Seth Williams Announces Arrest of ICE Agent for Stealing from Deportees

District Attorney Seth Williams this morning announcing the arrest of ICE agent Justin Ford

District Attorney Seth Williams this morning announcing the arrest of ICE agent Justin Ford. Photo by Kenneth Lipp

By Kenneth Lipp

The District Attorney announced yesterday at a lectern in the Ray Harley Training Center conference room that his office had charged Department of Homeland Security Immigration and Customs Enforcement (DHS ICE) agent Justin Ford with with Theft by Unlawful Taking, Receiving Stolen Property, Official Oppression, and Conspiracy. District Attorney Seth Williams was flanked by DHS Office of Inspector General (OIG) Special Agent in Charge Gregory Null, who DA Seth Williams said brought the matter to his office’s attention, and Philly Police Deputy Commissioner Richard Ross.

“Usually it’s the Feds standing up to announce the arrest of a Philadelphia Police officer. Today there’s a twist,” said DA WIlliams.

Agent Ford was caught in a sting operation conducted by a joint task force of the DA’s Office, Philadelphia Police, US Attorney’s Office, and DHS OIG. At the lectern, SAC Null said that the OIG began investigating Ford after receiving reports from transported prisoners that the ICE agent had stolen from them.
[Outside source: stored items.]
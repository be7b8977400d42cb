//! Local notification listener.
//!
//! The companion phone app posts bank notifications to this endpoint over
//! the LAN. Requests pass the gates in [`gates`], are dispatched to every
//! registered handler on the blocking pool, and reach the UI only through
//! the [`bridge`] queue.

pub mod bridge;
pub mod gates;
pub mod rate_limit;
pub mod registry;
pub mod request;
pub mod server;

pub use bridge::{ui_channel, UiReceiver, UiSender};
pub use gates::Rejection;
pub use rate_limit::{RateDecision, RateLimiter};
pub use registry::{DispatchReport, HandlerError, HandlerId, HandlerRegistry, NotificationHandler};
pub use request::{NotificationKind, ParsedNotification};
pub use server::NotificationServer;
//! License token framing: `base64(payload).base64(signature)`.

use super::LicenseRejection;
use base64::{engine::general_purpose::STANDARD, Engine};

/// A token split and decoded, not yet verified.
#[derive(Debug, Clone)]
pub(crate) struct LicenseToken {
    pub(crate) payload: Vec<u8>,
    pub(crate) signature: Vec<u8>,
}

impl LicenseToken {
    /// Split on `.` and decode both halves.
    ///
    /// The payload bytes are kept exactly as decoded; the signature covers
    /// them, not any re-serialization.
    pub(crate) fn parse(raw: &str) -> Result<Self, LicenseRejection> {
        let raw = raw.trim();
        let mut parts = raw.split('.');
        let (Some(payload_b64), Some(signature_b64), None) =
            (parts.next(), parts.next(), parts.next())
        else {
            return Err(LicenseRejection::Malformed);
        };
        if payload_b64.is_empty() || signature_b64.is_empty() {
            return Err(LicenseRejection::Malformed);
        }

        let payload = STANDARD
            .decode(payload_b64)
            .map_err(|_| LicenseRejection::Encoding)?;
        let signature = STANDARD
            .decode(signature_b64)
            .map_err(|_| LicenseRejection::Encoding)?;

        Ok(Self { payload, signature })
    }
}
Null said his office came to the the District Attorney to ask if the DA had someone who could go undercover. “The DA’s office came up with this plan,” said Null.

The plan, according to the press release from the DA’s Office:

On February 24, 2015, Agent Ford and his partner met with Philadelphia Police to take a prisoner, who was actually an undercover Philadelphia Police Officer assigned to the District Attorney’s Office, into custody. Agent Ford’s partner searched the prisoner and found $2,000 in marked bills. Then, once alone with the prisoner, Agent Ford repeatedly asked the prisoner about the money and when the under agent could not verify the amount, Agent Ford returned most of the money to the prisoner.

The intake officer at the York County Prison received the money taken from the undercover officer and turned it over to DHS investigators, who confirmed that $200 was missing. Agent Ford was followed back to Philadelphia and was taken into custody by members of the Philadelphia Police SWAT unit who found the two, marked $100 bills in his possession.

SAC Null told The Declaration that Agent Ford’s partner has not been cleared but that there is no evidence at this time that he participated with Ford or gained from his crimes.

According to DA Williams, Justin Ford broke down in tears immediately upon revelation of the undercover operation. He told investigators he had done the same thing two or three times in the past for a total of about $750, and that he took the money due to personal money problems. An ICE deportation officer in Philadelphia makes from $50-75,000 a year. 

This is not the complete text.